■ EXERCISE BRIEF
Copy every line of the following data that includes the string "ResolveSessionCommand".

■ MATERIAL TO PROCESS
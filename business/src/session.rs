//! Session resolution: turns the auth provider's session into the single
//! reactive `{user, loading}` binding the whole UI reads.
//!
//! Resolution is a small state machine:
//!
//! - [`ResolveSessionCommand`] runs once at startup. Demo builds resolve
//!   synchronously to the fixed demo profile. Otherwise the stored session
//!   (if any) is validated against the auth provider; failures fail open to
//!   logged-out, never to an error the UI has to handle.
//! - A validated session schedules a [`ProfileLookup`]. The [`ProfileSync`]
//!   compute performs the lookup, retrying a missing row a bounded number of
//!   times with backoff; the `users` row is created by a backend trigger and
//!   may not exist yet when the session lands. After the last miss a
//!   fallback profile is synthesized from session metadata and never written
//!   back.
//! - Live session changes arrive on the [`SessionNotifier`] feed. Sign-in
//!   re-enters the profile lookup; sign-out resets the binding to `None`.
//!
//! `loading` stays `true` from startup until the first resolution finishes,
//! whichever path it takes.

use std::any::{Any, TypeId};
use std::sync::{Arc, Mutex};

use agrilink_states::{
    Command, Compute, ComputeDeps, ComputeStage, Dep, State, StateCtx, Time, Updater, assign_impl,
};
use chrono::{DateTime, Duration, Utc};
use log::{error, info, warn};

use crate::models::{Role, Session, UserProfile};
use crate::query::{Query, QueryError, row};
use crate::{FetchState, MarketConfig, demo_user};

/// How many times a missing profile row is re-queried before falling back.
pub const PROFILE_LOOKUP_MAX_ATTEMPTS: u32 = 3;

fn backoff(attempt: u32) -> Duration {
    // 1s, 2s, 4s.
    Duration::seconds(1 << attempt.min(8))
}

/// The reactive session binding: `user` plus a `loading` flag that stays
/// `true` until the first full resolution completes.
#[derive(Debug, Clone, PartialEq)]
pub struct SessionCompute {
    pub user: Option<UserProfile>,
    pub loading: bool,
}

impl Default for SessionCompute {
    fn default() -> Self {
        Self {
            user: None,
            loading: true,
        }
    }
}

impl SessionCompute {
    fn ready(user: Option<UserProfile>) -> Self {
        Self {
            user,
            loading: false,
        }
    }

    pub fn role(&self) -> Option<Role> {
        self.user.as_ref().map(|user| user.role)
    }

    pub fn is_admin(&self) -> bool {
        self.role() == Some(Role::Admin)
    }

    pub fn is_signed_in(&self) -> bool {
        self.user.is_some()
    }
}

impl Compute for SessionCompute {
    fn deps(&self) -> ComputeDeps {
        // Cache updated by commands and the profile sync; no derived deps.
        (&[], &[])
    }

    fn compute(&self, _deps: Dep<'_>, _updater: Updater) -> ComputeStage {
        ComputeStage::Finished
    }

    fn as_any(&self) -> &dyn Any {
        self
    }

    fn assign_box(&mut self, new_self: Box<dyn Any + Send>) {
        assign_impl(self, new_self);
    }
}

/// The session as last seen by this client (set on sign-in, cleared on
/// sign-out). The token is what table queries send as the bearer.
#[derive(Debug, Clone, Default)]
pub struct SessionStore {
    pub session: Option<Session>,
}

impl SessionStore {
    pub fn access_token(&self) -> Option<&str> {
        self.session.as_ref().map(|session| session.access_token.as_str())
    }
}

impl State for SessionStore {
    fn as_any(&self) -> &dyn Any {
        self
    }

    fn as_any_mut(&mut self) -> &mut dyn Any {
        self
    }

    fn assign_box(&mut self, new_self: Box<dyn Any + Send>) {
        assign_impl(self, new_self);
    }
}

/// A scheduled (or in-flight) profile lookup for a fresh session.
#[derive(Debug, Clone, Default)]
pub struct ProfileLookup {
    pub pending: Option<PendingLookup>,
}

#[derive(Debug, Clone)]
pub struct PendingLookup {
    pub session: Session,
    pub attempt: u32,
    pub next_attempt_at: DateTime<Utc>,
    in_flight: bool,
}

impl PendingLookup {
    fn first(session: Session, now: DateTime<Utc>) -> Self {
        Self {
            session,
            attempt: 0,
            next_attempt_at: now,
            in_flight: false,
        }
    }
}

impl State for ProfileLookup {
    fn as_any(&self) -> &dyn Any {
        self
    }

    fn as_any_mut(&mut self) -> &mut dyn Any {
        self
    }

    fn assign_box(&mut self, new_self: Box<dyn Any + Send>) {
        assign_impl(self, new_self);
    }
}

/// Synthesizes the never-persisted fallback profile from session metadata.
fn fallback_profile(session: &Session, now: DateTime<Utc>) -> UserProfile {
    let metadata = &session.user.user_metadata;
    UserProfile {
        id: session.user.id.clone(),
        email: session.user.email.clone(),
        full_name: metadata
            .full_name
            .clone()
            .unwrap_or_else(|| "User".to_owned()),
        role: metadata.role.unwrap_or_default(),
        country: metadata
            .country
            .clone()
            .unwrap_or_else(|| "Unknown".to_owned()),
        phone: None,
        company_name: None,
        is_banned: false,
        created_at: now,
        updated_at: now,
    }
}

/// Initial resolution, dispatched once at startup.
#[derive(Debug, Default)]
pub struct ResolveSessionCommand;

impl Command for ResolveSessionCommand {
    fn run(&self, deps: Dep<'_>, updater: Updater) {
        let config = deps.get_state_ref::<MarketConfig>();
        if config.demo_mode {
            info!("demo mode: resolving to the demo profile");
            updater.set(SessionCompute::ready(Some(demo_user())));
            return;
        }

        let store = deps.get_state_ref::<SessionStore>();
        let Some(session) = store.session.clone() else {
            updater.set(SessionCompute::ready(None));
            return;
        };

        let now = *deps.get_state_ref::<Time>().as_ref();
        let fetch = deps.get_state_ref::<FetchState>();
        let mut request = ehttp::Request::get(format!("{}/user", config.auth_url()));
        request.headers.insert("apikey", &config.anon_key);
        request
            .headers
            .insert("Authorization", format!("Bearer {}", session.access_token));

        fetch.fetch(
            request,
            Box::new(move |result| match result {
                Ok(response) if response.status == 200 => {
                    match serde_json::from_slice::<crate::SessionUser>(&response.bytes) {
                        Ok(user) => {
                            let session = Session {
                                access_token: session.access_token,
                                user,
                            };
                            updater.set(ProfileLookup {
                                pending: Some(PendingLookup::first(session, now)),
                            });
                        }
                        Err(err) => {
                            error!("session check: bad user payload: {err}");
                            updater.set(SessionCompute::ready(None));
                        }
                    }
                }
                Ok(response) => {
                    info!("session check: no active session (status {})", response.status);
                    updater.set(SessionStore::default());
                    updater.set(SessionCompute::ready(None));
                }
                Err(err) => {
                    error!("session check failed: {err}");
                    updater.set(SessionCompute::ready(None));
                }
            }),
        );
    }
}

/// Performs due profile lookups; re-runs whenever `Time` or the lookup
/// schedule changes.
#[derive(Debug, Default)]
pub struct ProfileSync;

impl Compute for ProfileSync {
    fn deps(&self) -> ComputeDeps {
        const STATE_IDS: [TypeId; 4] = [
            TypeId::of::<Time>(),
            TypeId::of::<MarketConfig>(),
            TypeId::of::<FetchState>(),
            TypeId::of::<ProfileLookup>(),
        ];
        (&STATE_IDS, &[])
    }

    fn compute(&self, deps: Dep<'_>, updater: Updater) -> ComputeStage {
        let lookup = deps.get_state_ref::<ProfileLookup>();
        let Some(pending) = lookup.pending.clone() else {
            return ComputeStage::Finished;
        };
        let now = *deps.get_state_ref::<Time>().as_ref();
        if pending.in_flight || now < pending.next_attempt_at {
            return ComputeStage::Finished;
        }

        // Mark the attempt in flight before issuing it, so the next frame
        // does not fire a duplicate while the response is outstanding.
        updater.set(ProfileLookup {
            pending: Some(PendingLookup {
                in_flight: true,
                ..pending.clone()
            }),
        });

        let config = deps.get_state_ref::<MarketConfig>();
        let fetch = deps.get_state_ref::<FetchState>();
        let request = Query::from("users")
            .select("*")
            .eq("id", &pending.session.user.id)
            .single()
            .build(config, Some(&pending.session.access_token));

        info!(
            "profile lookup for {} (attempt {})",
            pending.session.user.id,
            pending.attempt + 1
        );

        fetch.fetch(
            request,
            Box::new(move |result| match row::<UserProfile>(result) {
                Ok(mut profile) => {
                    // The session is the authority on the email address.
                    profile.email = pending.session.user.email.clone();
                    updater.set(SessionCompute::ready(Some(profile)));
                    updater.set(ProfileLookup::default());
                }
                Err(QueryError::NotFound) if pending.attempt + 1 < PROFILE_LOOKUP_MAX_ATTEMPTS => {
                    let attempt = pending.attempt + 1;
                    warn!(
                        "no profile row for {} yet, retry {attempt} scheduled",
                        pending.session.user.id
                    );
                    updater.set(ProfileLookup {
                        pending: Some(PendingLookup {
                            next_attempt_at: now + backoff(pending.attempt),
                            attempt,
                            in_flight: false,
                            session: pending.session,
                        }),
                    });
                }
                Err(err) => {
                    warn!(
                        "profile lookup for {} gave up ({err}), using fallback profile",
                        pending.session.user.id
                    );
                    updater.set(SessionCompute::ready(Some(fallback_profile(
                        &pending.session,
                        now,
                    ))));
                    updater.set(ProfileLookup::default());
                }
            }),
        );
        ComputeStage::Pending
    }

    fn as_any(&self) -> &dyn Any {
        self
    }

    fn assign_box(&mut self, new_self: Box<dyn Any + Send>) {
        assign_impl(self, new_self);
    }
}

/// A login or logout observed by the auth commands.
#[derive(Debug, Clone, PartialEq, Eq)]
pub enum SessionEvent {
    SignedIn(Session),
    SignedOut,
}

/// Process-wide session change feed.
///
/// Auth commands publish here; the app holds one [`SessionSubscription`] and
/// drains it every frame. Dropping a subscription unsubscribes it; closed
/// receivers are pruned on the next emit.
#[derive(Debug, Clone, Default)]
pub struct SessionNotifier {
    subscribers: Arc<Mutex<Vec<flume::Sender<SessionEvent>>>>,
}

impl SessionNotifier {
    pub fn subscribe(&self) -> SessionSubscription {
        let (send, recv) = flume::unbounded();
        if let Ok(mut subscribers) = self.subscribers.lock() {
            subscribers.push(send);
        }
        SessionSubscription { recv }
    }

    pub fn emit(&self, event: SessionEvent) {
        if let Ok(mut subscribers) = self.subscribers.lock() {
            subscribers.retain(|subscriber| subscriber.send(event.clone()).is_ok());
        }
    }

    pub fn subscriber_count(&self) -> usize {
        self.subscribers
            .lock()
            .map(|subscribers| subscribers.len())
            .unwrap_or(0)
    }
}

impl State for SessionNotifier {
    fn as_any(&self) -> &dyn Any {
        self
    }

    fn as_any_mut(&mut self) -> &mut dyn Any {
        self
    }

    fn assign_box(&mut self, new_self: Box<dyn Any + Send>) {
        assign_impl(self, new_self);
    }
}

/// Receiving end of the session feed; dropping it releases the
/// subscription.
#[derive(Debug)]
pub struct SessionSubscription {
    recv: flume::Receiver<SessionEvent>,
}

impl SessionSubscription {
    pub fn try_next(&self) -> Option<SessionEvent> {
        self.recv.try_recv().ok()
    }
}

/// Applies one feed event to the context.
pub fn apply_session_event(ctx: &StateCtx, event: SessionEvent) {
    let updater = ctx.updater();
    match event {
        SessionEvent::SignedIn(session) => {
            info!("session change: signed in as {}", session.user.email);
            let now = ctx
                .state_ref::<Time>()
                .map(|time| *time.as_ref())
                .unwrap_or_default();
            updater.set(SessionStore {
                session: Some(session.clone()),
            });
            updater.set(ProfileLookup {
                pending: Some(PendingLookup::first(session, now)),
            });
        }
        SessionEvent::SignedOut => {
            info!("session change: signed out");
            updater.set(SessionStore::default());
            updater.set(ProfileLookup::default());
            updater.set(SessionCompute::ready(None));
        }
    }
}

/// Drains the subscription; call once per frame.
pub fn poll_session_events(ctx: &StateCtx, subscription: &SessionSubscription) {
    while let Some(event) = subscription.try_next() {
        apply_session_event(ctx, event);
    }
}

■ WRITTEN ANSWER
//! - [`ResolveSessionCommand`] runs once at startup. Demo builds resolve
pub struct ResolveSessionCommand;
impl Command for ResolveSessionCommand {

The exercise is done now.